A spline method for singularly-perturbed boundary-value problems (Q1611519)

The authors derive a uniformly convergent uniform-mesh difference scheme using cubic spline in compression for the following second order boundary value problem: \[ \varepsilon y''= p(x) y' + q(x) y + r(x),\quad y(a)=\alpha_0,\;y(b)=\alpha_1, \] where \(p(x)\), \(q(x)\) and \(r(x)\) are smooth and bounded, and \(0<\varepsilon\ll 1\), the resolution of which maybe difficult because of the presence of boundary layers in the solution.

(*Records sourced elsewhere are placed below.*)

//! Answer script fed to `vpn connect -s`
//!
//! One answer per line: username, password, banner acceptance, and for
//! profiles with a second factor the push method. The file is created with a
//! random name and owner-only permissions and is removed when the value is
//! dropped, on every exit path.

use crate::profile::Profile;
use crate::vault::{Credential, VaultError};
use std::io::Write;
use std::path::Path;
use tempfile::NamedTempFile;
use thiserror::Error;

#[derive(Error, Debug)]
pub enum ScriptFileError {
    #[error("{0}")]
    Invalid(#[from] VaultError),
    #[error("Failed to write answer script: {0}")]
    IoError(#[from] std::io::Error),
}

pub fn render(credential: &Credential, profile: Profile) -> Result<String, VaultError> {
    credential.validate()?;

    let mut script = String::new();
    script.push_str(&credential.username);
    script.push('\n');
    script.push_str(&credential.password);
    script.push('\n');
    script.push_str(&credential.second_factor);
    script.push('\n');
    if profile.requires_push() {
        script.push_str(&credential.push);
        script.push('\n');
    }
    Ok(script)
}

pub struct AnswerScript {
    file: NamedTempFile,
}

impl AnswerScript {
    pub fn write(credential: &Credential, profile: Profile) -> Result<Self, ScriptFileError> {
        let contents = render(credential, profile)?;

        // tempfile creates the file 0600 on unix
        let mut file = tempfile::Builder::new()
            .prefix("vpnctl-answers-")
            .suffix(".txt")
            .tempfile()?;
        file.write_all(contents.as_bytes())?;
        file.flush()?;
        Ok(Self { file })
    }

    pub fn path(&self) -> &Path {
        self.file.path()
    }
}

The method constructed depends on two parameters \(\alpha\) and \(\beta\), and the authors prove that, with the proviso that \(q(x)\geq 0\), it is of second order whenever \(\alpha+\beta=1/2\), and of fourth order if \(\alpha=1/12\) and \(\beta=5/12\). This work extends previous results of \textit{W. G. Bickley} [Comput. J. 11, 206-208 (1968; Zbl 0155.48004)] and of \textit{M. K. Kadalbajoo} and \textit{R. K. Bawa} [J. Optimization Theory Appl. 90, No.~2, 405-416 (1996; Zbl 0951.65070)].